Nobody likes a cheater.
Cheating ... lying ... stealing ... it's all the same, isn't it?
Lance Armstrong came clean (OK, almost clean) during an interview with Oprah Winfrey that aired last week on Winfrey's network, OWN. He came clean about doping; although investigators said he is still lying we he claimed he was not doping in 2009 or 2010, despite his high red blood cell count in 2009. The years Armstrong did cop to are outside the statute of limitations. Translation? He can't be criminally prosecuted for coming clean.
Some say this is not big deal. Some say they don't care because it's cycling. And some say they're not surprised, because nowadays, so many athletes do this.
But this is a big deal.
I remember thinking when Armstrong won not one, but seven Tour de France competitions that something was up, that something didn't seem right.
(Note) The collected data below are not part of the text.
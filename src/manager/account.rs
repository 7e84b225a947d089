//! Profile updates, re-authentication, deletion, and password management

use super::UserManager;
use crate::backend::AuthBackend;
use crate::errors::UserError;
use crate::models::{Credential, UserData};
use crate::providers::LoginProvider;
use log::debug;
use std::sync::Arc;

impl<B: AuthBackend + 'static> UserManager<B> {
    /// Update the current user's profile from the given snapshot.
    ///
    /// Only the display name is written back; the other fields are owned by
    /// the backend.
    ///
    /// # Errors
    ///
    /// [`UserError::NoUser`] when nobody is signed in; otherwise the mapped
    /// backend failure.
    pub async fn update(&self, user: &UserData) -> Result<(), UserError> {
        let _guard = self.write_lock().lock().await;
        if self.backend().current_user().is_none() {
            return Err(UserError::NoUser);
        }

        self.backend()
            .update_profile(user.display_name.as_deref())
            .await?;
        // Profile changes do not fire a native change notification.
        self.force_refresh();
        Ok(())
    }

    /// Update the current user's profile through a closure over the current
    /// snapshot.
    ///
    /// # Errors
    ///
    /// [`UserError::NoUser`] when nobody is signed in; otherwise the mapped
    /// backend failure.
    pub async fn update_with<F>(&self, configure: F) -> Result<(), UserError>
    where
        F: FnOnce(UserData) -> UserData + Send,
    {
        let Some(current) = self.backend().current_user() else {
            return Err(UserError::NoUser);
        };
        self.update(&configure(current)).await
    }

    /// Change the current user's email address.
    ///
    /// # Errors
    ///
    /// [`UserError::NoUser`] when nobody is signed in;
    /// [`UserError::AuthenticationConfirmationRequired`] when the backend
    /// demands a recent sign-in; otherwise the mapped backend failure.
    pub async fn update_email(&self, new_email: &str) -> Result<(), UserError> {
        let _guard = self.write_lock().lock().await;
        if self.backend().current_user().is_none() {
            return Err(UserError::NoUser);
        }

        self.backend().update_email(new_email).await?;
        self.force_refresh();
        Ok(())
    }

    /// Ask the backend to verify the new email address before switching to
    /// it.
    ///
    /// A verification message is sent to `new_email`; the account only
    /// changes once the user confirms it, so no snapshot is published here.
    ///
    /// # Errors
    ///
    /// [`UserError::NoUser`] when nobody is signed in;
    /// [`UserError::InvalidEmail`] or [`UserError::EmailAlreadyInUse`] for a
    /// rejected address; otherwise the mapped backend failure.
    pub async fn verify_and_change_email(&self, new_email: &str) -> Result<(), UserError> {
        let _guard = self.write_lock().lock().await;
        if self.backend().current_user().is_none() {
            return Err(UserError::NoUser);
        }

        debug!("requesting email verification for an address change");
        self.backend().verify_before_update_email(new_email).await?;
        Ok(())
    }

    /// Set or update the current user's password.
    ///
    /// When a password provider is already linked, the password is updated
    /// in place. Otherwise a new password credential is linked using the
    /// user's existing email address, reusing the linking failure taxonomy.
    ///
    /// # Errors
    ///
    /// [`UserError::NoUser`] when nobody is signed in;
    /// [`UserError::InvalidEmail`] when setting a first password on a user
    /// without an email; otherwise the mapped backend failure.
    pub async fn update_password(&self, new_password: &str) -> Result<(), UserError> {
        let _guard = self.write_lock().lock().await;
        let Some(user) = self.backend().current_user() else {
            return Err(UserError::NoUser);
        };

        if user.has_password() {
            debug!("updating the existing password credential");
            self.backend().update_password(new_password).await?;
        } else {
            // Setting a first password is a link of a new credential.
            let Some(email) = user.email else {
                return Err(UserError::InvalidEmail);
            };
            debug!("linking a first password credential");
            self.backend()
                .link(&Credential::password(&email, new_password))
                .await?;
            self.force_refresh();
        }
        Ok(())
    }

    /// Re-assert that the current user owns the credential.
    ///
    /// The backend requires a recent confirmation before sensitive
    /// mutations such as [`delete_user`](Self::delete_user). Confirmation
    /// never creates, deletes, or links identities, and calling it multiple
    /// times is harmless.
    ///
    /// # Errors
    ///
    /// [`UserError::NoUser`] when nobody is signed in;
    /// [`UserError::WrongUser`] when the credential belongs to a different
    /// account; otherwise the mapped backend failure.
    pub async fn confirm_authentication(&self, credential: &Credential) -> Result<(), UserError> {
        if self.backend().current_user().is_none() {
            return Err(UserError::NoUser);
        }
        self.backend().reauthenticate(credential).await?;
        Ok(())
    }

    /// Acquire a credential from a provider flow and confirm authentication
    /// with it.
    ///
    /// # Errors
    ///
    /// The provider flow's failure, or any error from
    /// [`confirm_authentication`](Self::confirm_authentication).
    #[allow(clippy::needless_pass_by_value)] // The flow outlives the caller's reference
    pub async fn confirm_authentication_with_provider(
        &self,
        provider: Arc<dyn LoginProvider>,
    ) -> Result<(), UserError> {
        let credential = self.acquire_credential(&provider).await?;
        self.confirm_authentication(&credential).await
    }

    /// Delete the current user's account.
    ///
    /// With `reset_to_anonymous`, a fresh anonymous session is created right
    /// after, so the caller is never left without a session.
    ///
    /// # Errors
    ///
    /// [`UserError::NoUser`] when nobody is signed in;
    /// [`UserError::AuthenticationConfirmationRequired`] when the backend
    /// demands a recent sign-in before deletion; otherwise the mapped
    /// backend failure.
    pub async fn delete_user(&self, reset_to_anonymous: bool) -> Result<(), UserError> {
        let _guard = self.write_lock().lock().await;
        if self.backend().current_user().is_none() {
            return Err(UserError::NoUser);
        }

        debug!("deleting the current user (reset_to_anonymous: {reset_to_anonymous})");
        self.backend().delete_current_user().await?;
        if reset_to_anonymous {
            self.backend().sign_in_anonymously().await?;
        }
        Ok(())
    }
}
//! Integration tests for registration, profile updates, re-authentication,
//! deletion, and the identity feed

use authlink::testing::{google_credential, MockAccountBuilder, MockBackend};
use authlink::{
    Credential, LoginOptions, MigrationAllowance, Provider, UserData, UserError, UserManager,
};
use std::sync::Arc;
use std::time::Duration;
use tokio::sync::broadcast;

const EMAIL: &str = "user@example.com";
const PASSWORD: &str = "correct horse";

fn manager_over(backend: MockBackend) -> (Arc<MockBackend>, UserManager<MockBackend>) {
    let backend = Arc::new(backend);
    let manager = UserManager::new(Arc::clone(&backend));
    (backend, manager)
}

async fn next_snapshot(feed: &mut broadcast::Receiver<Option<UserData>>) -> Option<UserData> {
    tokio::time::timeout(Duration::from_secs(1), feed.recv())
        .await
        .expect("feed should deliver within a second")
        .expect("feed should stay open")
}

#[tokio::test]
async fn test_register_creates_a_password_account() {
    let (backend, manager) = manager_over(MockBackend::new());

    manager.register(EMAIL, PASSWORD).await.expect("register");

    assert!(manager.is_logged_in());
    let account = backend.account(EMAIL).expect("account stored");
    assert!(account.providers.contains(&Provider::Password));
}

#[tokio::test]
async fn test_register_while_anonymous_upgrades_in_place() {
    let (_, manager) = manager_over(MockBackend::new());
    manager.login_anonymously().await.expect("anonymous login");
    let anonymous_id = manager.user().and_then(|user| user.id);

    manager.register(EMAIL, PASSWORD).await.expect("register");

    // Same identity, no longer anonymous.
    let user = manager.user().expect("still signed in");
    assert_eq!(user.id, anonymous_id);
    assert!(!user.is_anonymous);
    assert!(user.has_password());
}

#[tokio::test]
async fn test_register_rejects_weak_passwords() {
    let (_, manager) = manager_over(MockBackend::new());

    let error = manager
        .register(EMAIL, "short")
        .await
        .expect_err("weak password");

    match error {
        UserError::WeakPassword(reason) => assert!(reason.is_some()),
        other => panic!("expected WeakPassword, got {other:?}"),
    }
}

#[tokio::test]
async fn test_register_while_logged_in_is_rejected() {
    let (_, manager) = manager_over(MockBackend::new());
    manager.register(EMAIL, PASSWORD).await.expect("register");

    let error = manager
        .register("other@example.com", PASSWORD)
        .await
        .expect_err("already logged in");
    assert!(matches!(error, UserError::AlreadyLoggedIn));
}

#[tokio::test]
async fn test_anonymous_login_guards() {
    let (_, manager) = manager_over(MockBackend::new());

    manager.login_anonymously().await.expect("anonymous login");
    assert!(matches!(
        manager.login_anonymously().await,
        Err(UserError::AlreadyAnonymous)
    ));

    manager.register(EMAIL, PASSWORD).await.expect("register");
    assert!(matches!(
        manager.login_anonymously().await,
        Err(UserError::AlreadyLoggedIn)
    ));
}

#[tokio::test]
async fn test_concurrent_anonymous_logins_only_create_one_session() {
    let (backend, manager) = manager_over(MockBackend::new());
    backend.set_latency(Duration::from_millis(20));

    let outcomes = tokio::join!(manager.login_anonymously(), manager.login_anonymously());

    // Exactly one call wins; the other observes the session it created.
    let outcomes = [outcomes.0, outcomes.1];
    assert_eq!(outcomes.iter().filter(|outcome| outcome.is_ok()).count(), 1);
    assert!(outcomes
        .iter()
        .any(|outcome| matches!(outcome, Err(UserError::AlreadyAnonymous))));
    assert_eq!(
        manager.user().and_then(|user| user.id),
        Some("anon-1".to_string())
    );
}

#[tokio::test]
async fn test_concurrent_registrations_guard_under_the_lock() {
    let (backend, manager) = manager_over(MockBackend::new());
    backend.set_latency(Duration::from_millis(20));

    let outcomes = tokio::join!(
        manager.register(EMAIL, PASSWORD),
        manager.register(EMAIL, PASSWORD)
    );

    // The loser fails the logged-in guard, not the email-conflict check.
    let outcomes = [outcomes.0, outcomes.1];
    assert_eq!(outcomes.iter().filter(|outcome| outcome.is_ok()).count(), 1);
    assert!(outcomes
        .iter()
        .any(|outcome| matches!(outcome, Err(UserError::AlreadyLoggedIn))));
    assert_eq!(backend.account_count(), 1);
}

#[tokio::test]
async fn test_logout_can_reset_to_a_fresh_anonymous_session() {
    let (_, manager) = manager_over(MockBackend::new());
    manager.register(EMAIL, PASSWORD).await.expect("register");

    manager.logout(true).await.expect("logout");

    assert!(manager.is_anonymous());
    assert!(!manager.is_logged_in());
}

#[tokio::test]
async fn test_logout_reset_while_anonymous_is_rejected() {
    let (_, manager) = manager_over(MockBackend::new());
    manager.login_anonymously().await.expect("anonymous login");

    assert!(matches!(
        manager.logout(true).await,
        Err(UserError::AlreadyAnonymous)
    ));
    // A plain sign-out is still allowed.
    manager.logout(false).await.expect("plain logout");
    assert!(manager.user().is_none());
}

#[tokio::test]
async fn test_profile_update_is_published_on_the_feed() {
    let (_, manager) = manager_over(MockBackend::new());
    let mut feed = manager.subscribe();

    manager.register(EMAIL, PASSWORD).await.expect("register");
    let created = next_snapshot(&mut feed).await.expect("signed-in snapshot");
    assert_eq!(created.display_name, None);

    manager
        .update_with(|user| UserData {
            display_name: Some("Grace Hopper".to_string()),
            ..user
        })
        .await
        .expect("update");

    let updated = next_snapshot(&mut feed).await.expect("updated snapshot");
    assert_eq!(updated.display_name, Some("Grace Hopper".to_string()));
}

#[tokio::test]
async fn test_linking_an_anonymous_account_is_published_on_the_feed() {
    let (_, manager) = manager_over(MockBackend::new());
    let mut feed = manager.subscribe();

    manager.login_anonymously().await.expect("anonymous login");
    let anonymous = next_snapshot(&mut feed).await.expect("anonymous snapshot");
    assert!(anonymous.is_anonymous);

    manager
        .link_anonymous_account(EMAIL, PASSWORD)
        .await
        .expect("link");

    // The backend stays silent about links; the engine publishes anyway.
    let linked = next_snapshot(&mut feed).await.expect("linked snapshot");
    assert!(!linked.is_anonymous);
    assert_eq!(linked.id, anonymous.id);
    assert_eq!(linked.email, Some(EMAIL.to_string()));
}

#[tokio::test]
async fn test_signing_out_publishes_an_empty_snapshot() {
    let (_, manager) = manager_over(MockBackend::new());
    let mut feed = manager.subscribe();

    manager.register(EMAIL, PASSWORD).await.expect("register");
    assert!(next_snapshot(&mut feed).await.is_some());

    manager.logout(false).await.expect("logout");
    assert_eq!(next_snapshot(&mut feed).await, None);
}

#[tokio::test]
async fn test_update_email_rekeys_the_account() {
    let (_, manager) = manager_over(MockBackend::new());
    manager.register(EMAIL, PASSWORD).await.expect("register");

    manager
        .update_email("renamed@example.com")
        .await
        .expect("update email");

    assert!(!manager.account_exists(EMAIL).await.expect("lookup"));
    assert!(manager
        .account_exists("renamed@example.com")
        .await
        .expect("lookup"));
    assert_eq!(
        manager.user().and_then(|user| user.email),
        Some("renamed@example.com".to_string())
    );
}

#[tokio::test]
async fn test_verify_and_change_email_defers_the_switch() {
    let (backend, manager) = manager_over(MockBackend::new());
    manager.register(EMAIL, PASSWORD).await.expect("register");

    manager
        .verify_and_change_email("renamed@example.com")
        .await
        .expect("verification request");

    // The message went out, but the address only changes on confirmation.
    assert_eq!(
        backend.verification_emails(),
        vec!["renamed@example.com".to_string()]
    );
    assert_eq!(
        manager.user().and_then(|user| user.email),
        Some(EMAIL.to_string())
    );
    assert!(manager.account_exists(EMAIL).await.expect("lookup"));

    assert!(matches!(
        manager.verify_and_change_email("not-an-email").await,
        Err(UserError::InvalidEmail)
    ));
}

#[tokio::test]
async fn test_verify_and_change_email_requires_a_session() {
    let (_, manager) = manager_over(MockBackend::new());
    assert!(matches!(
        manager.verify_and_change_email("new@example.com").await,
        Err(UserError::NoUser)
    ));
}

#[tokio::test]
async fn test_update_password_replaces_an_existing_password() {
    let (backend, manager) = manager_over(MockBackend::new());
    manager.register(EMAIL, PASSWORD).await.expect("register");

    manager
        .update_password("a new password")
        .await
        .expect("update password");

    assert_eq!(
        backend.account(EMAIL).and_then(|account| account.password),
        Some("a new password".to_string())
    );
}

#[tokio::test]
async fn test_update_password_links_a_first_password_credential() {
    let backend = MockBackend::with_accounts(vec![MockAccountBuilder::new(EMAIL)
        .id("user-google")
        .provider(Provider::Google)
        .build()]);
    let (backend, manager) = manager_over(backend);
    manager
        .login(google_credential(EMAIL, None), LoginOptions::default())
        .await
        .expect("google login");
    assert!(!manager.user().expect("signed in").has_password());

    manager
        .update_password("a new password")
        .await
        .expect("set password");

    let account = backend.account(EMAIL).expect("account stored");
    assert!(account.providers.contains(&Provider::Password));
    assert_eq!(account.password, Some("a new password".to_string()));
    assert!(manager.user().expect("signed in").has_password());
}

#[tokio::test]
async fn test_update_without_session_is_rejected() {
    let (_, manager) = manager_over(MockBackend::new());

    assert!(matches!(
        manager.update_email("new@example.com").await,
        Err(UserError::NoUser)
    ));
    assert!(matches!(
        manager.update_password("a new password").await,
        Err(UserError::NoUser)
    ));
    assert!(matches!(
        manager.update_with(|user| user).await,
        Err(UserError::NoUser)
    ));
}

#[tokio::test]
async fn test_confirm_authentication_is_idempotent() {
    let (_, manager) = manager_over(MockBackend::new());
    manager.register(EMAIL, PASSWORD).await.expect("register");
    let before = manager.user().expect("signed in");

    let credential = Credential::password(EMAIL, PASSWORD);
    manager
        .confirm_authentication(&credential)
        .await
        .expect("first confirmation");
    manager
        .confirm_authentication(&credential)
        .await
        .expect("second confirmation");

    // Confirmation never creates, deletes, or links identities.
    let after = manager.user().expect("still signed in");
    assert_eq!(after.id, before.id);
    assert_eq!(after.providers, before.providers);
}

#[tokio::test]
async fn test_confirm_authentication_rejects_a_foreign_credential() {
    let backend = MockBackend::with_accounts(vec![MockAccountBuilder::new("other@example.com")
        .id("user-other")
        .password("other password")
        .build()]);
    let (_, manager) = manager_over(backend);
    manager.register(EMAIL, PASSWORD).await.expect("register");

    let error = manager
        .confirm_authentication(&Credential::password("other@example.com", "other password"))
        .await
        .expect_err("foreign credential");
    assert!(matches!(error, UserError::WrongUser));
}

#[tokio::test]
async fn test_deletion_demands_a_recent_authentication() {
    let (backend, manager) = manager_over(MockBackend::new());
    manager.register(EMAIL, PASSWORD).await.expect("register");
    backend.expire_recent_login();

    let error = manager
        .delete_user(false)
        .await
        .expect_err("stale session cannot delete");
    assert!(matches!(
        error,
        UserError::AuthenticationConfirmationRequired
    ));
    // The account and session survive the refusal.
    assert!(manager.is_logged_in());
    assert!(backend.account(EMAIL).is_some());

    manager
        .confirm_authentication(&Credential::password(EMAIL, PASSWORD))
        .await
        .expect("confirmation");
    manager.delete_user(true).await.expect("delete");

    assert!(backend.account(EMAIL).is_none());
    assert!(manager.is_anonymous());
}

#[tokio::test]
async fn test_account_exists_checks_sign_in_methods() {
    let (_, manager) = manager_over(seeded());

    assert!(manager.account_exists(EMAIL).await.expect("lookup"));
    assert!(!manager
        .account_exists("nobody@example.com")
        .await
        .expect("lookup"));
    assert!(matches!(
        manager.account_exists("not-an-email").await,
        Err(UserError::InvalidEmail)
    ));
}

#[tokio::test]
async fn test_access_token_follows_the_session() {
    let (_, manager) = manager_over(seeded());

    assert_eq!(manager.access_token().await.expect("token"), None);

    manager
        .login_with_email(EMAIL, PASSWORD, MigrationAllowance::Undecided)
        .await
        .expect("login");
    assert_eq!(
        manager.access_token().await.expect("token"),
        Some("token-user-1".to_string())
    );

    manager.logout(false).await.expect("logout");
    assert_eq!(manager.access_token().await.expect("token"), None);
}

fn seeded() -> MockBackend {
    MockBackend::with_accounts(vec![MockAccountBuilder::new(EMAIL)
        .id("user-1")
        .password(PASSWORD)
        .build()])
}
Why is this a big deal?
Aside from the obvious, that he didn't win any of those titles on his own merit is the fact he cheated so many on so many levels. And, given his interview, I suspect that he either hasn't thought about that fact, or perhaps just doesn't give a damn. I mean let's face it folks, if you dope up and win one Tour de France, how big is your ego and your greed for success, fame, and fortune that you do it six more times?!?
So, here's just a sample list of the people Lance Armstrong cheated...
- Children who looked up to him as a hero.
- Cancer patients who thought he had overcome cancer and won all those championships!
- America—for disgracing our reputation with France, which surely doesn't need another reason to hate Americans.
- The bicyclists who came in second in those seven races, who truly won those races and we don't even know their names.
- To all the companies whose products he endorsed, making millions.
- His children, to whom he also lied while parading around as the big Tour de France winner.
- His charity Livestrong, which has already lost at least one sponsor and perhaps future donations.
- Every kid out there who plays sports—any sport—and whose parents tell them to try their best, that that is good enough ... and never, ever to cheat.
- The whistleblower, who called him a liar.
The list could go on and on and on ... but I think you get the point.
My five-year-old recently stole a cookie from the snack box at school. When the teacher asked if he took the cookie, my son had the fortitude to tell the truth. When asked why? He said he likes cookies. Now, my son promised he would never steal a cookie or anything again. I told him that people who steal or cheat end up in jail. It's a good thing my son doesn't know who Lance Armstrong is ... because many feel that's exactly where he ought to be.